(Data shown)

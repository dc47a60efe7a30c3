//! Register types
//!
//! Defines the entities persisted in the register:
//! - Identifiers (record IDs, natural student IDs)
//! - Students and their document link lists
//! - Request payloads for creation and partial updates

use crate::error::RecordError;
use chrono::{DateTime, Utc};
use serde::{Deserialize, Serialize};
use std::collections::BTreeMap;
use std::str::FromStr;
use ulid::Ulid;

/// Longest accepted student ID
const MAX_STUDENT_ID_LEN: usize = 64;

/// Generated identifier for students and document links (ULID for sortability)
#[derive(Debug, Clone, Copy, PartialEq, Eq, PartialOrd, Ord, Hash, Serialize, Deserialize)]
#[serde(transparent)]
pub struct RecordId(pub Ulid);

impl RecordId {
    /// Generate new record ID
    #[inline]
    #[must_use]
    pub fn new() -> Self {
        Self(Ulid::new())
    }
}

impl Default for RecordId {
    fn default() -> Self {
        Self::new()
    }
}

impl std::fmt::Display for RecordId {
    fn fmt(&self, f: &mut std::fmt::Formatter<'_>) -> std::fmt::Result {
        write!(f, "{}", self.0)
    }
}

impl FromStr for RecordId {
    type Err = RecordError;

    fn from_str(s: &str) -> Result<Self, Self::Err> {
        Ulid::from_string(s.trim())
            .map(Self)
            .map_err(|_| RecordError::validation(format!("invalid record id: {s}")))
    }
}

/// Natural student key
///
/// Always stored uppercased, so equality and hashing are case-insensitive
/// with respect to the raw input.
#[derive(Debug, Clone, PartialEq, Eq, PartialOrd, Ord, Hash, Serialize, Deserialize)]
#[serde(try_from = "String", into = "String")]
pub struct StudentId(String);

impl StudentId {
    /// Normalise and validate a raw student ID
    ///
    /// Accepts ASCII letters, digits, `-` and `_` only; the ID doubles as a
    /// folder name on the storage backends.
    pub fn new(raw: impl AsRef<str>) -> Result<Self, RecordError> {
        let trimmed = raw.as_ref().trim();
        if trimmed.is_empty() {
            return Err(RecordError::validation("studentId is required"));
        }
        if trimmed.len() > MAX_STUDENT_ID_LEN {
            return Err(RecordError::validation(format!(
                "studentId must be at most {MAX_STUDENT_ID_LEN} characters"
            )));
        }
        if !trimmed
            .chars()
            .all(|c| c.is_ascii_alphanumeric() || c == '-' || c == '_')
        {
            return Err(RecordError::validation(format!(
                "studentId contains invalid characters: {trimmed}"
            )));
        }
        Ok(Self(trimmed.to_ascii_uppercase()))
    }

    /// Get the normalised ID
    #[inline]
    #[must_use]
    pub fn as_str(&self) -> &str {
        &self.0
    }

    /// Case-insensitive comparison against a raw key
    #[inline]
    #[must_use]
    pub fn matches(&self, raw: &str) -> bool {
        raw.trim().eq_ignore_ascii_case(&self.0)
    }
}

impl TryFrom<String> for StudentId {
    type Error = RecordError;

    fn try_from(value: String) -> Result<Self, Self::Error> {
        Self::new(value)
    }
}

impl From<StudentId> for String {
    fn from(value: StudentId) -> Self {
        value.0
    }
}

impl FromStr for StudentId {
    type Err = RecordError;

    fn from_str(s: &str) -> Result<Self, Self::Err> {
        Self::new(s)
    }
}

impl std::fmt::Display for StudentId {
    fn fmt(&self, f: &mut std::fmt::Formatter<'_>) -> std::fmt::Result {
        f.write_str(&self.0)
    }
}

impl AsRef<str> for StudentId {
    fn as_ref(&self) -> &str {
        &self.0
    }
}

/// Kind of filed document
#[derive(Debug, Clone, Copy, PartialEq, Eq, PartialOrd, Ord, Hash, Serialize, Deserialize)]
#[serde(rename_all = "camelCase")]
pub enum DocumentType {
    /// Coursework, homework, projects
    Assignment,
    /// Identity documents
    IdCard,
    /// Certificates, diplomas, transcripts
    Certificate,
    /// Fee and payment receipts
    FeeReceipt,
}

impl DocumentType {
    /// All document types in canonical order
    pub const ALL: [Self; 4] = [
        Self::Assignment,
        Self::IdCard,
        Self::Certificate,
        Self::FeeReceipt,
    ];

    /// Wire name (`assignment`, `idCard`, `certificate`, `feeReceipt`)
    #[inline]
    #[must_use]
    pub fn as_str(self) -> &'static str {
        match self {
            Self::Assignment => "assignment",
            Self::IdCard => "idCard",
            Self::Certificate => "certificate",
            Self::FeeReceipt => "feeReceipt",
        }
    }
}

impl std::fmt::Display for DocumentType {
    fn fmt(&self, f: &mut std::fmt::Formatter<'_>) -> std::fmt::Result {
        f.write_str(self.as_str())
    }
}

impl FromStr for DocumentType {
    type Err = RecordError;

    /// Accepts the wire names case-insensitively, ignoring `_`, `-` and spaces
    fn from_str(s: &str) -> Result<Self, Self::Err> {
        let folded: String = s
            .chars()
            .filter(char::is_ascii_alphanumeric)
            .map(|c| c.to_ascii_lowercase())
            .collect();
        match folded.as_str() {
            "assignment" => Ok(Self::Assignment),
            "idcard" => Ok(Self::IdCard),
            "certificate" => Ok(Self::Certificate),
            "feereceipt" => Ok(Self::FeeReceipt),
            _ => Err(RecordError::validation(format!("unknown document type: {s}"))),
        }
    }
}

/// Link to one stored file
#[derive(Debug, Clone, PartialEq, Eq, Serialize, Deserialize)]
#[serde(rename_all = "camelCase")]
pub struct DocumentLink {
    /// Generated link ID
    pub id: RecordId,
    /// Original upload filename
    pub file_name: String,
    /// Link for viewing in a browser
    pub shareable_link: String,
    /// Direct download link
    pub download_link: String,
    /// Storage file ID, `mock-` prefixed for local files
    pub file_id: String,
    /// When the link was recorded
    pub uploaded_at: DateTime<Utc>,
}

/// Link payload produced by a storage upload
#[derive(Debug, Clone, PartialEq, Eq, Serialize, Deserialize)]
#[serde(rename_all = "camelCase")]
pub struct NewDocumentLink {
    /// Original upload filename
    pub file_name: String,
    /// Link for viewing in a browser
    pub shareable_link: String,
    /// Direct download link
    pub download_link: String,
    /// Storage file ID
    pub file_id: String,
}

impl NewDocumentLink {
    /// Stamp the payload with a fresh ID and upload time
    #[must_use]
    pub fn into_link(self) -> DocumentLink {
        DocumentLink {
            id: RecordId::new(),
            file_name: self.file_name,
            shareable_link: self.shareable_link,
            download_link: self.download_link,
            file_id: self.file_id,
            uploaded_at: Utc::now(),
        }
    }
}

/// The four per-type link lists of a student
#[derive(Debug, Clone, Default, PartialEq, Eq, Serialize, Deserialize)]
#[serde(rename_all = "camelCase")]
pub struct DocumentSet {
    /// Coursework
    #[serde(default)]
    pub assignment_links: Vec<DocumentLink>,
    /// Identity documents
    #[serde(default)]
    pub id_card_links: Vec<DocumentLink>,
    /// Certificates and transcripts
    #[serde(default)]
    pub certificate_links: Vec<DocumentLink>,
    /// Fee and payment receipts
    #[serde(default)]
    pub fee_receipt_links: Vec<DocumentLink>,
}

impl DocumentSet {
    /// Links of one type, in upload order
    #[must_use]
    pub fn links(&self, ty: DocumentType) -> &[DocumentLink] {
        match ty {
            DocumentType::Assignment => &self.assignment_links,
            DocumentType::IdCard => &self.id_card_links,
            DocumentType::Certificate => &self.certificate_links,
            DocumentType::FeeReceipt => &self.fee_receipt_links,
        }
    }

    /// Mutable links of one type
    pub fn links_mut(&mut self, ty: DocumentType) -> &mut Vec<DocumentLink> {
        match ty {
            DocumentType::Assignment => &mut self.assignment_links,
            DocumentType::IdCard => &mut self.id_card_links,
            DocumentType::Certificate => &mut self.certificate_links,
            DocumentType::FeeReceipt => &mut self.fee_receipt_links,
        }
    }

    /// Total number of links across all types
    #[must_use]
    pub fn total(&self) -> usize {
        DocumentType::ALL.iter().map(|ty| self.links(*ty).len()).sum()
    }

    /// Iterate over every link with its type
    pub fn iter(&self) -> impl Iterator<Item = (DocumentType, &DocumentLink)> + '_ {
        DocumentType::ALL
            .into_iter()
            .flat_map(move |ty| self.links(ty).iter().map(move |link| (ty, link)))
    }

    /// Most recent upload time
    #[must_use]
    pub fn last_upload(&self) -> Option<DateTime<Utc>> {
        self.iter().map(|(_, link)| link.uploaded_at).max()
    }
}

/// A registered student
#[derive(Debug, Clone, PartialEq, Eq, Serialize, Deserialize)]
#[serde(rename_all = "camelCase")]
pub struct Student {
    /// Generated record ID
    pub id: RecordId,
    /// Natural key, unique ignoring case
    pub student_id: StudentId,
    /// Display name
    pub name: String,
    /// Department, may be empty
    #[serde(default)]
    pub department: String,
    /// Email, empty or containing `@`
    #[serde(default)]
    pub email: String,
    /// Phone, free text
    #[serde(default)]
    pub phone: String,
    /// Document links by type
    #[serde(default)]
    pub documents: DocumentSet,
    /// Main storage folder, once placed on the primary backend
    #[serde(default)]
    pub drive_folder_id: Option<String>,
    /// Creation time
    pub created_at: DateTime<Utc>,
    /// Last modification time
    pub updated_at: DateTime<Utc>,
}

impl Student {
    /// Check whether a lookup key (record ID or student ID) refers to this student
    #[must_use]
    pub fn is_keyed_by(&self, key: &str) -> bool {
        self.student_id.matches(key) || self.id.to_string().eq_ignore_ascii_case(key.trim())
    }

    /// Bump the modification time
    #[inline]
    pub fn touch(&mut self) {
        self.updated_at = Utc::now();
    }

    /// Per-type document statistics
    #[must_use]
    pub fn stats(&self) -> StudentStats {
        let by_type = DocumentType::ALL
            .into_iter()
            .map(|ty| (ty, self.documents.links(ty).len()))
            .collect();
        StudentStats {
            student_id: self.student_id.clone(),
            name: self.name.clone(),
            total_documents: self.documents.total(),
            by_type,
            last_upload_at: self.documents.last_upload(),
            has_drive_folder: self.drive_folder_id.is_some(),
        }
    }
}

/// Creation payload
#[derive(Debug, Clone, Default, PartialEq, Eq, Serialize, Deserialize)]
#[serde(rename_all = "camelCase")]
pub struct NewStudent {
    /// Natural key; required
    #[serde(default)]
    pub student_id: String,
    /// Display name; required
    #[serde(default)]
    pub name: String,
    /// Department
    #[serde(default)]
    pub department: Option<String>,
    /// Email
    #[serde(default)]
    pub email: Option<String>,
    /// Phone
    #[serde(default)]
    pub phone: Option<String>,
}

impl NewStudent {
    /// Create payload with the required fields
    #[must_use]
    pub fn new(student_id: impl Into<String>, name: impl Into<String>) -> Self {
        Self {
            student_id: student_id.into(),
            name: name.into(),
            ..Self::default()
        }
    }

    /// With department
    #[must_use]
    pub fn with_department(mut self, department: impl Into<String>) -> Self {
        self.department = Some(department.into());
        self
    }

    /// With email
    #[must_use]
    pub fn with_email(mut self, email: impl Into<String>) -> Self {
        self.email = Some(email.into());
        self
    }

    /// With phone
    #[must_use]
    pub fn with_phone(mut self, phone: impl Into<String>) -> Self {
        self.phone = Some(phone.into());
        self
    }

    /// Validate and turn into a fresh student record
    pub fn into_student(self) -> Result<Student, RecordError> {
        let student_id = StudentId::new(&self.student_id)?;
        let name = required_name(&self.name)?;
        let email = optional_email(self.email.as_deref())?;
        let now = Utc::now();

        Ok(Student {
            id: RecordId::new(),
            student_id,
            name,
            department: trimmed(self.department.as_deref()),
            email,
            phone: trimmed(self.phone.as_deref()),
            documents: DocumentSet::default(),
            drive_folder_id: None,
            created_at: now,
            updated_at: now,
        })
    }
}

/// Partial update payload; absent fields are left untouched
#[derive(Debug, Clone, Default, PartialEq, Eq, Serialize, Deserialize)]
#[serde(rename_all = "camelCase")]
pub struct StudentPatch {
    /// New natural key
    #[serde(default)]
    pub student_id: Option<String>,
    /// New display name
    #[serde(default)]
    pub name: Option<String>,
    /// New department
    #[serde(default)]
    pub department: Option<String>,
    /// New email
    #[serde(default)]
    pub email: Option<String>,
    /// New phone
    #[serde(default)]
    pub phone: Option<String>,
    /// New main folder ID; blank clears it
    #[serde(default)]
    pub drive_folder_id: Option<String>,
}

impl StudentPatch {
    /// Check whether the patch changes nothing
    #[must_use]
    pub fn is_empty(&self) -> bool {
        self == &Self::default()
    }

    /// Apply the patch to a student
    ///
    /// A changed student ID is validated here; uniqueness is the store's job.
    pub fn apply(&self, student: &mut Student) -> Result<(), RecordError> {
        if let Some(raw) = &self.student_id {
            student.student_id = StudentId::new(raw)?;
        }
        if let Some(name) = &self.name {
            student.name = required_name(name)?;
        }
        if let Some(department) = &self.department {
            student.department = department.trim().to_string();
        }
        if let Some(email) = &self.email {
            student.email = optional_email(Some(email))?;
        }
        if let Some(phone) = &self.phone {
            student.phone = phone.trim().to_string();
        }
        if let Some(folder) = &self.drive_folder_id {
            let folder = folder.trim();
            student.drive_folder_id = (!folder.is_empty()).then(|| folder.to_string());
        }
        student.touch();
        Ok(())
    }
}

/// Document counts for one student
#[derive(Debug, Clone, PartialEq, Eq, Serialize, Deserialize)]
#[serde(rename_all = "camelCase")]
pub struct StudentStats {
    /// Natural key
    pub student_id: StudentId,
    /// Display name
    pub name: String,
    /// Links across all types
    pub total_documents: usize,
    /// Link count per type, all four types present
    pub by_type: BTreeMap<DocumentType, usize>,
    /// Newest upload, if any
    pub last_upload_at: Option<DateTime<Utc>>,
    /// Whether a main folder ID is recorded
    pub has_drive_folder: bool,
}

fn required_name(raw: &str) -> Result<String, RecordError> {
    let name = raw.trim();
    if name.is_empty() {
        return Err(RecordError::validation("name is required"));
    }
    Ok(name.to_string())
}

fn optional_email(raw: Option<&str>) -> Result<String, RecordError> {
    let email = raw.unwrap_or_default().trim();
    if !email.is_empty() && !email.contains('@') {
        return Err(RecordError::validation(format!("invalid email: {email}")));
    }
    Ok(email.to_string())
}

fn trimmed(raw: Option<&str>) -> String {
    raw.unwrap_or_default().trim().to_string()
}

(End Data shown)

Nothing but a number should be given: the count of lines in the material where the string "NewDocumentLink" occurs.

Completed task: 2